Collected data entries
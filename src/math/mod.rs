pub mod matrix;

pub use matrix::Matrix;
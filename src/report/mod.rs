pub mod chart;

pub use chart::{draw_error_chart, render_error_chart, ChartStyle};
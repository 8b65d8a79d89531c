//! Line chart of the error trajectory, rendered straight into an RGB buffer.
//!
//! Layout: white background, grey axes along the left and bottom margins,
//! a green polyline through the samples and a small red marker on each one.
//! Non-finite samples are skipped when drawing; they break the line.

use std::path::Path;

use image::{Rgb, RgbImage};
use tracing::info;

use crate::error::ReportError;
use crate::train::history::ErrorHistory;

const MARGIN: u32 = 24;

#[derive(Debug, Clone)]
pub struct ChartStyle {
    pub width: u32,
    pub height: u32,
    pub background: Rgb<u8>,
    pub axis: Rgb<u8>,
    pub line: Rgb<u8>,
    pub marker: Rgb<u8>,
    /// Marker half-width in pixels; 0 disables markers.
    pub marker_radius: u32,
}

impl Default for ChartStyle {
    fn default() -> Self {
        ChartStyle {
            width: 400,
            height: 400,
            background: Rgb([255, 255, 255]),
            axis: Rgb([96, 96, 96]),
            line: Rgb([0, 255, 0]),
            marker: Rgb([255, 0, 0]),
            marker_radius: 2,
        }
    }
}

/// Renders `history` into an image. X is the epoch, Y the error.
pub fn draw_error_chart(history: &ErrorHistory, style: &ChartStyle) -> Result<RgbImage, ReportError> {
    if history.is_empty() {
        return Err(ReportError::EmptyHistory);
    }
    let min_side = 2 * MARGIN + 2;
    if style.width < min_side || style.height < min_side {
        return Err(ReportError::ChartTooSmall { min: min_side });
    }

    let mut img = RgbImage::from_pixel(style.width, style.height, style.background);
    let plot = PlotArea::new(history, style);

    let (left, bottom) = (MARGIN as i64, (style.height - MARGIN) as i64);
    draw_line(&mut img, (left, MARGIN as i64), (left, bottom), style.axis);
    draw_line(&mut img, (left, bottom), ((style.width - MARGIN) as i64, bottom), style.axis);

    let points: Vec<Option<(i64, i64)>> = history
        .samples()
        .iter()
        .map(|s| plot.project(s.epoch, s.mean_abs_error))
        .collect();

    for pair in points.windows(2) {
        if let [Some(a), Some(b)] = pair {
            draw_line(&mut img, *a, *b, style.line);
        }
    }
    for p in points.iter().flatten() {
        draw_marker(&mut img, *p, style.marker_radius, style.marker);
    }

    Ok(img)
}

/// Renders `history` and saves it as a PNG at `path`.
pub fn render_error_chart(
    history: &ErrorHistory,
    style: &ChartStyle,
    path: impl AsRef<Path>,
) -> Result<(), ReportError> {
    let img = draw_error_chart(history, style)?;
    img.save_with_format(path.as_ref(), image::ImageFormat::Png)?;
    info!(path = %path.as_ref().display(), samples = history.len(), "wrote error chart");
    Ok(())
}

/// Maps (epoch, error) into pixel coordinates inside the margins.
struct PlotArea {
    x0: f64,
    x_span: f64,
    y0: f64,
    y_span: f64,
    width: f64,
    height: f64,
}

impl PlotArea {
    fn new(history: &ErrorHistory, style: &ChartStyle) -> PlotArea {
        let epochs = history.samples().iter().map(|s| s.epoch as f64);
        let x0 = epochs.clone().fold(f64::INFINITY, f64::min);
        let x1 = epochs.fold(f64::NEG_INFINITY, f64::max);

        let finite = history
            .samples()
            .iter()
            .map(|s| s.mean_abs_error)
            .filter(|v| v.is_finite());
        let y0 = finite.clone().fold(f64::INFINITY, f64::min);
        let y1 = finite.fold(f64::NEG_INFINITY, f64::max);
        let (y0, y1) = if y0.is_finite() { (y0, y1) } else { (0.0, 1.0) };

        PlotArea {
            x0,
            x_span: span(x0, x1),
            y0,
            y_span: span(y0, y1),
            width: (style.width - 2 * MARGIN - 1) as f64,
            height: (style.height - 2 * MARGIN - 1) as f64,
        }
    }

    fn project(&self, epoch: usize, value: f64) -> Option<(i64, i64)> {
        if !value.is_finite() {
            return None;
        }
        let fx = (epoch as f64 - self.x0) / self.x_span;
        let fy = (value - self.y0) / self.y_span;
        let px = MARGIN as f64 + 1.0 + fx * (self.width - 1.0);
        let py = MARGIN as f64 + (1.0 - fy) * (self.height - 1.0);
        Some((px.round() as i64, py.round() as i64))
    }
}

/// Width of [lo, hi], widened to 1 when every value is identical.
fn span(lo: f64, hi: f64) -> f64 {
    if hi > lo {
        hi - lo
    } else {
        1.0
    }
}

fn put(img: &mut RgbImage, x: i64, y: i64, color: Rgb<u8>) {
    if x >= 0 && y >= 0 && (x as u32) < img.width() && (y as u32) < img.height() {
        img.put_pixel(x as u32, y as u32, color);
    }
}

/// Bresenham line between two pixel coordinates.
fn draw_line(img: &mut RgbImage, from: (i64, i64), to: (i64, i64), color: Rgb<u8>) {
    let (mut x, mut y) = from;
    let dx = (to.0 - x).abs();
    let dy = -(to.1 - y).abs();
    let sx = if x < to.0 { 1 } else { -1 };
    let sy = if y < to.1 { 1 } else { -1 };
    let mut err = dx + dy;

    loop {
        put(img, x, y, color);
        if x == to.0 && y == to.1 {
            break;
        }
        let e2 = 2 * err;
        if e2 >= dy {
            err += dy;
            x += sx;
        }
        if e2 <= dx {
            err += dx;
            y += sy;
        }
    }
}

fn draw_marker(img: &mut RgbImage, center: (i64, i64), radius: u32, color: Rgb<u8>) {
    let r = radius as i64;
    for dy in -r..=r {
        for dx in -r..=r {
            put(img, center.0 + dx, center.1 + dy, color);
        }
    }
}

Task details: Each line of the data that contains "struct" belongs in the answer.

Exercise solution:
pub struct ChartStyle {
struct PlotArea {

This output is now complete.